**Task statement**
Work out how many lines of the records hold the string "delete", and reply with that number alone.

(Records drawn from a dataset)
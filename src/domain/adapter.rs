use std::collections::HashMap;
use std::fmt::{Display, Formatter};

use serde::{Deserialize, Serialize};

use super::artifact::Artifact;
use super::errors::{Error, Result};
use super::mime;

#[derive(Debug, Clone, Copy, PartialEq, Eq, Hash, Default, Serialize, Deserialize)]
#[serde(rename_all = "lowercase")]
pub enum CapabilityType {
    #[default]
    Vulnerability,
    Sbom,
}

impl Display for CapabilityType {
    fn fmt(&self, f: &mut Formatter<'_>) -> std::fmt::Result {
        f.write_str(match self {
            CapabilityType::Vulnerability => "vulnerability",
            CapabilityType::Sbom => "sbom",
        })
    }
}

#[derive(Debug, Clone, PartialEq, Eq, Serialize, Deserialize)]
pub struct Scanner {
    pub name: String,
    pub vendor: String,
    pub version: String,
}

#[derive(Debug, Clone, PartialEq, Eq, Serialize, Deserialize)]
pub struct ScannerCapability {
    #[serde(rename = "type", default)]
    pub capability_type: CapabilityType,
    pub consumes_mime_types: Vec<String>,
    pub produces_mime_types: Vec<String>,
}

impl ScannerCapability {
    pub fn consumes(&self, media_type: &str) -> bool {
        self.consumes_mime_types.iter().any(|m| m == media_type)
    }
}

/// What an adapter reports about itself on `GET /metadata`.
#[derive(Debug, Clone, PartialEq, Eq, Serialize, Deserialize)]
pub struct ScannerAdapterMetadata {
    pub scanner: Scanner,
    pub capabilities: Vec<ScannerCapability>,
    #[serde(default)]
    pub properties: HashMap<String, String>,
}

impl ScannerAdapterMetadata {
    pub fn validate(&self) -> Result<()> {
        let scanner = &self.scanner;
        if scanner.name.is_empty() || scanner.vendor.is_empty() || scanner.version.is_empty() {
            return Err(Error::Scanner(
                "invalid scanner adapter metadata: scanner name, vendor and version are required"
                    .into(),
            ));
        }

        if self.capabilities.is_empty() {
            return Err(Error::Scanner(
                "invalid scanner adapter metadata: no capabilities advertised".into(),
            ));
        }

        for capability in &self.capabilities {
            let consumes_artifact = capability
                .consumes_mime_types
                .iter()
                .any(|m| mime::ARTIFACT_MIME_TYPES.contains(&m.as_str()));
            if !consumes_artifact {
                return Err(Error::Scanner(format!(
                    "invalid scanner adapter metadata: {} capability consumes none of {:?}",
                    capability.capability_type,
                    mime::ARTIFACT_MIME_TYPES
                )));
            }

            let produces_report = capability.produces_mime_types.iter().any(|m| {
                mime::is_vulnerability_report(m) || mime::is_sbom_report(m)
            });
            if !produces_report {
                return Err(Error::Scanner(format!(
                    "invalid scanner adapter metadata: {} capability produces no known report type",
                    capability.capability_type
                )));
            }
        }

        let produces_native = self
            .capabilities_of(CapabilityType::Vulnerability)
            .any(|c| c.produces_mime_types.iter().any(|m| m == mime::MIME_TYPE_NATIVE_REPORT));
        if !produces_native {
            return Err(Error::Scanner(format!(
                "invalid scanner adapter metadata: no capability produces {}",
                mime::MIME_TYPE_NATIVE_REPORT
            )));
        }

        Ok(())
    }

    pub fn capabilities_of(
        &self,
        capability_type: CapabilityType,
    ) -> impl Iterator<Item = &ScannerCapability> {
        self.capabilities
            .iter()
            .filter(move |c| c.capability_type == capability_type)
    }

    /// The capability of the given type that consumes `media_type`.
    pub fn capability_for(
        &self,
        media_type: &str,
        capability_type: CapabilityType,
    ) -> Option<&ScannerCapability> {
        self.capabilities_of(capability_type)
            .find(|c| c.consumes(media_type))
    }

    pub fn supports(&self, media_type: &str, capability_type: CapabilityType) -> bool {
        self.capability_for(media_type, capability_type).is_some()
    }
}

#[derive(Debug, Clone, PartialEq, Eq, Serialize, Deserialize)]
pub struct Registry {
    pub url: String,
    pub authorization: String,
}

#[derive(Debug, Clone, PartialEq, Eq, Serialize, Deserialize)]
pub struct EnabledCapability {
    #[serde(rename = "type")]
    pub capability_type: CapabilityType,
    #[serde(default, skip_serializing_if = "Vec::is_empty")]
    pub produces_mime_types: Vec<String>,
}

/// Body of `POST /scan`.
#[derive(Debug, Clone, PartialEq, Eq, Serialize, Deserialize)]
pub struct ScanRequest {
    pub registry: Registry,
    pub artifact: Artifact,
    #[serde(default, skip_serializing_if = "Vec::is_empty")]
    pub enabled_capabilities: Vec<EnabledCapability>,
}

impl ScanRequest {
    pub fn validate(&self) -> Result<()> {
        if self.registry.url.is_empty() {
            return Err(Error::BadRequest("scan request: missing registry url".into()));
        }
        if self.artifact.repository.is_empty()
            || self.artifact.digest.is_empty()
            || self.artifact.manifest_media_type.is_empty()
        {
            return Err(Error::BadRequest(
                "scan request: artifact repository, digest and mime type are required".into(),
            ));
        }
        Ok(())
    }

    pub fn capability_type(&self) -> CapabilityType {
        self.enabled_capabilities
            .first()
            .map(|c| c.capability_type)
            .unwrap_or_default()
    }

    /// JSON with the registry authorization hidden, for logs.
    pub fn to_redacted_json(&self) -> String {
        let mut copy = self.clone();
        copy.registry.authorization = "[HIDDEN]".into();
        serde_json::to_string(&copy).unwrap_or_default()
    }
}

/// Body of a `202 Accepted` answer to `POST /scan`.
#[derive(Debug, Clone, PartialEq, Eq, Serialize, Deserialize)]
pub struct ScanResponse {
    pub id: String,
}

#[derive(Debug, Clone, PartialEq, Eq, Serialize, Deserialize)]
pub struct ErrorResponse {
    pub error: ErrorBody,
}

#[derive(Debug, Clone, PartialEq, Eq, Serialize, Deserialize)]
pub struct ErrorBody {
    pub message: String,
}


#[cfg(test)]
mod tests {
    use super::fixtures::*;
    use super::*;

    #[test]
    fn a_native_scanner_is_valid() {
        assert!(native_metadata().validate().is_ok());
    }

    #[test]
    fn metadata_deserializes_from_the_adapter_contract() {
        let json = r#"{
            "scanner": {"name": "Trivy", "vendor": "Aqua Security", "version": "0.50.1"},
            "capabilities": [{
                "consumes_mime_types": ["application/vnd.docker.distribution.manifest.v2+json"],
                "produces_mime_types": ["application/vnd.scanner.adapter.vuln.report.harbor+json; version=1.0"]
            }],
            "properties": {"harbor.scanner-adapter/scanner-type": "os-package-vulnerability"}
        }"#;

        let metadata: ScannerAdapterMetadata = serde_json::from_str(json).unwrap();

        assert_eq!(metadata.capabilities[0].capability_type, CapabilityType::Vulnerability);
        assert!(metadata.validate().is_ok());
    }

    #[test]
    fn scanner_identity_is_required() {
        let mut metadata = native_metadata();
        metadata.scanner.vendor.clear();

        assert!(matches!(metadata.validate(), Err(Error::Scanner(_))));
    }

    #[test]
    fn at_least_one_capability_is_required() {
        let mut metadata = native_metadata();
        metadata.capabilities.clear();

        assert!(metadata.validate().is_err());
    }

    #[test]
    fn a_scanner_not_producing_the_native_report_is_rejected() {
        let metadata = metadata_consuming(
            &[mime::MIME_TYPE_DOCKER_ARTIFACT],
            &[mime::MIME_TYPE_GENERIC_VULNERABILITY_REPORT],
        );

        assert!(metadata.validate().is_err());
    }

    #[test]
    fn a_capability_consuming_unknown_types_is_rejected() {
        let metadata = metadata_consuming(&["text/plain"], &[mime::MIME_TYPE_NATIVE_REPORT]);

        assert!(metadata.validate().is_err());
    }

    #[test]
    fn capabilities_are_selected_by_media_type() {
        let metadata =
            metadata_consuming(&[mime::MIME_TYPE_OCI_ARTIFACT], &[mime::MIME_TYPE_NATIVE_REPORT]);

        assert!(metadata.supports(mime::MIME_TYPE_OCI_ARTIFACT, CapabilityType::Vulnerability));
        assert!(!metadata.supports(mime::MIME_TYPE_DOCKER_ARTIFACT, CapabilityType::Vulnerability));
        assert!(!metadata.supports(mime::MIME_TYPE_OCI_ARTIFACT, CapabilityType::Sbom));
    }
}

==

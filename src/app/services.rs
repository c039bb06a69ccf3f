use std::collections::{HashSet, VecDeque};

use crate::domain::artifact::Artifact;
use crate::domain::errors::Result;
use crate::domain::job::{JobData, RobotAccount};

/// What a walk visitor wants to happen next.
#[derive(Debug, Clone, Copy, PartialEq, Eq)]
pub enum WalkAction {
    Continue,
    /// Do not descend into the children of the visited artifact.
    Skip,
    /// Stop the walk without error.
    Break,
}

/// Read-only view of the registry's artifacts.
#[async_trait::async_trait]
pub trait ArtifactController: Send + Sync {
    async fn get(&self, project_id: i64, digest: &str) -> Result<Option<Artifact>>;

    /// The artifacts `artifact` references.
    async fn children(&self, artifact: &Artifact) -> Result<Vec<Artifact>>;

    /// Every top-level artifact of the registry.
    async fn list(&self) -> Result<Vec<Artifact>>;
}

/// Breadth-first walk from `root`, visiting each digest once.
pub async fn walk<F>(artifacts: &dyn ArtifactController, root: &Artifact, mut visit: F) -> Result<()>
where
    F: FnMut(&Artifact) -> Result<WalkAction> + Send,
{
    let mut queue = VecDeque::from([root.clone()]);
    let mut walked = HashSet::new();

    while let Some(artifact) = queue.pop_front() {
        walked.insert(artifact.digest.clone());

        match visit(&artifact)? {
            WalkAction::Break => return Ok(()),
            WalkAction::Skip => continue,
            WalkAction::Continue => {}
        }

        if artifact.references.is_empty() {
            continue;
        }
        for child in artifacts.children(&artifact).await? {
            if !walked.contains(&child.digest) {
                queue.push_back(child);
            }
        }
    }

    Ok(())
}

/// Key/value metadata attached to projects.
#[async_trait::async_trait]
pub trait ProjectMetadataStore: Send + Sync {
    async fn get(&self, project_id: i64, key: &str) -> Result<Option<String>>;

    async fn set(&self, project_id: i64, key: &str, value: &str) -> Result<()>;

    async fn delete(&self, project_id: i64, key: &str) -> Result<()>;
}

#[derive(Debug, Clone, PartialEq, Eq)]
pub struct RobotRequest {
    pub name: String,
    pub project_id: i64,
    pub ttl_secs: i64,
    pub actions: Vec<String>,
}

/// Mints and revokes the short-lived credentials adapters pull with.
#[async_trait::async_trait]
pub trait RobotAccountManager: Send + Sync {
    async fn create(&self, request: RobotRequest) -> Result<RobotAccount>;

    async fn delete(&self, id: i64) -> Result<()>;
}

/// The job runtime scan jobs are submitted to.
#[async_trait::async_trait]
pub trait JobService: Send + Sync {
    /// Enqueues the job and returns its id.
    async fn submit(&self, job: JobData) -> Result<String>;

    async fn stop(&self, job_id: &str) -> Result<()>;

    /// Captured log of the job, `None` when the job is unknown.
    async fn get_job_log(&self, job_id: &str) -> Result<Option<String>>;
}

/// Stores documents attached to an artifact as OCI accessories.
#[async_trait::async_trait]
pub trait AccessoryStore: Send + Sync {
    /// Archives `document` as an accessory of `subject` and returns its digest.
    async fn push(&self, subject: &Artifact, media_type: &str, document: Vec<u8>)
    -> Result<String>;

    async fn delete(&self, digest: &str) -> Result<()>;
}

**Output of the task**
3